First we'll need a handy reference of Boolean Algebra laws (unless you've memorized them and don't need the table)

Name AND form OR form
Identity Law 1*A = A A+0 = A
Null Law 0*A = 0 A+1 = 1
Idempotent Law A*A = A A+A = A
Inverse Law A*A' = 0 A+A' = 1
Commutative Law A*B = B*A A+B = B+A
Associative Law A*(B*C) = (A*B)*C A+(B+C) = (A+B)+C
Distributive Law A+B*C = (A+B)*(A+C) A*(B+C) = A*B+A*C
Absorption Law A*(A+B) = A A+A*B = A
De Morgan's Law (A*B)' = A' + B' (A+B)' = A'*B'

The star or asterisk symbol is sometimes omitted.
Overhead horizontal bars are sometimes used in place of tickmarks to mean complements.

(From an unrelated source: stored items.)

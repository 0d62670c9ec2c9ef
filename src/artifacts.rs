//! Local files consumed and produced by a run.
//!
//! Templates are read from ambient paths. Generated configuration and the
//! per-command logs are written into a single artifact directory opened once
//! through `cap-std`, so writes cannot escape it.

use std::io;

use camino::{Utf8Path, Utf8PathBuf};
use cap_std::{ambient_authority, fs_utf8::Dir};
use thiserror::Error;

/// Errors raised while reading or writing local run files.
#[derive(Debug, Clone, Eq, PartialEq, Error)]
pub enum ArtifactError {
    /// Raised when a path has no file name component.
    #[error("path has no file name: {path}")]
    InvalidPath {
        /// Offending path.
        path: Utf8PathBuf,
    },
    /// Raised when reading a local file fails.
    #[error("failed to read `{path}`: {message}")]
    Read {
        /// File that failed to read.
        path: Utf8PathBuf,
        /// Underlying error message.
        message: String,
    },
    /// Raised when writing into the artifact directory fails.
    #[error("failed to write `{path}`: {message}")]
    Write {
        /// File or directory that failed to write.
        path: Utf8PathBuf,
        /// Underlying error message.
        message: String,
    },
    /// Raised when a template cannot be rendered.
    #[error("template `{path}` is invalid: {message}")]
    Template {
        /// Template path.
        path: Utf8PathBuf,
        /// Rendering failure.
        message: String,
    },
}

fn split(path: &Utf8Path) -> Result<(&Utf8Path, &str), ArtifactError> {
    let parent = path
        .parent()
        .filter(|parent| !parent.as_str().is_empty())
        .unwrap_or_else(|| Utf8Path::new("."));
    let file_name = path.file_name().ok_or_else(|| ArtifactError::InvalidPath {
        path: path.to_path_buf(),
    })?;
    Ok((parent, file_name))
}

fn read_error(path: &Utf8Path, err: &io::Error) -> ArtifactError {
    ArtifactError::Read {
        path: path.to_path_buf(),
        message: err.to_string(),
    }
}

/// Reads a UTF-8 file from an ambient path.
///
/// # Errors
///
/// Returns [`ArtifactError::Read`] when the directory or file cannot be read.
pub fn read_local_file(path: &Utf8Path) -> Result<String, ArtifactError> {
    let (parent, file_name) = split(path)?;
    let dir = Dir::open_ambient_dir(parent, ambient_authority())
        .map_err(|err| read_error(parent, &err))?;
    dir.read_to_string(file_name)
        .map_err(|err| read_error(path, &err))
}

/// Ensures a local file exists and is a regular file.
///
/// # Errors
///
/// Returns [`ArtifactError::Read`] when the file is missing or unreadable.
pub fn ensure_readable(path: &Utf8Path) -> Result<(), ArtifactError> {
    let (parent, file_name) = split(path)?;
    let dir = Dir::open_ambient_dir(parent, ambient_authority())
        .map_err(|err| read_error(parent, &err))?;
    let metadata = dir
        .metadata(file_name)
        .map_err(|err| read_error(path, &err))?;
    if metadata.is_file() {
        Ok(())
    } else {
        Err(ArtifactError::Read {
            path: path.to_path_buf(),
            message: String::from("not a regular file"),
        })
    }
}

/// Directory receiving generated files and run logs.
#[derive(Debug)]
pub struct ArtifactStore {
    root: Utf8PathBuf,
    dir: Dir,
}

impl ArtifactStore {
    /// Opens `root`, creating it when missing.
    ///
    /// # Errors
    ///
    /// Returns [`ArtifactError::Write`] when the directory cannot be created
    /// or opened.
    pub fn open(root: &Utf8Path) -> Result<Self, ArtifactError> {
        let write_error = |err: io::Error| ArtifactError::Write {
            path: root.to_path_buf(),
            message: err.to_string(),
        };
        Dir::create_ambient_dir_all(root, ambient_authority()).map_err(write_error)?;
        let dir = Dir::open_ambient_dir(root, ambient_authority()).map_err(write_error)?;
        Ok(Self {
            root: root.to_path_buf(),
            dir,
        })
    }

    /// Returns the directory path.
    #[must_use]
    pub fn root(&self) -> &Utf8Path {
        &self.root
    }

    /// Returns the ambient path of a file inside the store.
    #[must_use]
    pub fn path_of(&self, name: &str) -> Utf8PathBuf {
        self.root.join(name)
    }

    /// Writes `contents` to `name`, replacing any previous file.
    ///
    /// # Errors
    ///
    /// Returns [`ArtifactError::Write`] when the write fails.
    pub fn write(&self, name: &str, contents: &str) -> Result<Utf8PathBuf, ArtifactError> {
        let path = self.path_of(name);
        self.dir
            .write(name, contents)
            .map_err(|err| ArtifactError::Write {
                path: path.clone(),
                message: err.to_string(),
            })?;
        Ok(path)
    }

    /// Reads a file previously written to the store.
    ///
    /// # Errors
    ///
    /// Returns [`ArtifactError::Read`] when the file cannot be read.
    pub fn read(&self, name: &str) -> Result<String, ArtifactError> {
        self.dir
            .read_to_string(name)
            .map_err(|err| read_error(&self.path_of(name), &err))
    }
}

#[cfg(test)]
mod tests {
    use super::*;
    use rstest::rstest;
    use tempfile::TempDir;

    fn utf8(dir: &TempDir) -> Utf8PathBuf {
        Utf8PathBuf::from_path_buf(dir.path().to_path_buf()).expect("utf-8 temp path")
    }

    #[rstest]
    fn store_creates_missing_directory_and_round_trips() {
        let tmp = TempDir::new().expect("temp dir");
        let root = utf8(&tmp).join("nested/logs");
        let store = ArtifactStore::open(&root).expect("open store");

        let written = store.write("setup-stdout-abc.log", "ok\n").expect("write");
        assert_eq!(written, root.join("setup-stdout-abc.log"));
        assert_eq!(store.read("setup-stdout-abc.log").expect("read"), "ok\n");
    }

    #[rstest]
    fn read_local_file_reports_missing_path() {
        let tmp = TempDir::new().expect("temp dir");
        let missing = utf8(&tmp).join("absent.template");
        let err = read_local_file(&missing).expect_err("missing file");
        assert!(matches!(err, ArtifactError::Read { path, .. } if path == missing));
    }

    #[rstest]
    fn ensure_readable_rejects_directories() {
        let tmp = TempDir::new().expect("temp dir");
        let root = utf8(&tmp);
        std::fs::create_dir(root.join("image.qcow2")).expect("mkdir");
        assert!(ensure_readable(&root.join("image.qcow2")).is_err());
        std::fs::write(root.join("real.qcow2"), b"qcow").expect("write");
        assert!(ensure_readable(&root.join("real.qcow2")).is_ok());
    }
}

I'll also be using this standard list of minterms (3 variables)

   Minterms
X Y Z Term Designation
0 0 0 X'Y'Z' m0
0 0 1 X'Y'Z m1
0 1 0 X'YZ' m2
0 1 1 X'YZ m3
1 0 0 XY'Z' m4
1 0 1 XY'Z m5
1 1 0 XYZ' m6
1 1 1 XYZ m7

From there we can say this:
F(X, Y, Z) = π ( 0, 2, 5, 7) ............... product of given maxterms
F(X, Y, Z) = ∑ ( 1, 3, 4, 6) ................ sum of minterms not previously listed
F(X, Y, Z) = m1 + m3 + m4 + m6 ............. translate from sigma form to an actual sum of minterms
F(X, Y, Z) = X'Y'Z + X'YZ + XY'Z' + XYZ' ..... replace each minterm using the table above
F(X, Y, Z) = X'(Y'Z + YZ) + X(Y'Z' + YZ') ....... Distributive Law
F(X, Y, Z) = X'((Y'+Y)Z) + X((Y'+Y)Z') ....... Distributive Law
F(X, Y, Z) = X'((1)Z) + X((1)Z') ....... Inverse Law
F(X, Y, Z) = X'Z + XZ' ....... Identity Law.
F(X, Y, Z) = XZ' + X'Z ....... Commutative Law
F(X, Y, Z) = 0+X*Z'+Z*X'+0 ....... Identity Law
F(X, Y, Z) = X*X'+X*Z'+Z*X'+Z*Z' ....... Inverse Law
F(X, Y, Z) = X(X'+Z')+Z(X'+Z') ....... Distributive Law
F(X, Y, Z) = (X + Z)(X' + Z') ....... Distributive Law

In step 2, I converted to a sum of products because I think that's the easier route to take.
Though of course you might find the product-of-sums method easier.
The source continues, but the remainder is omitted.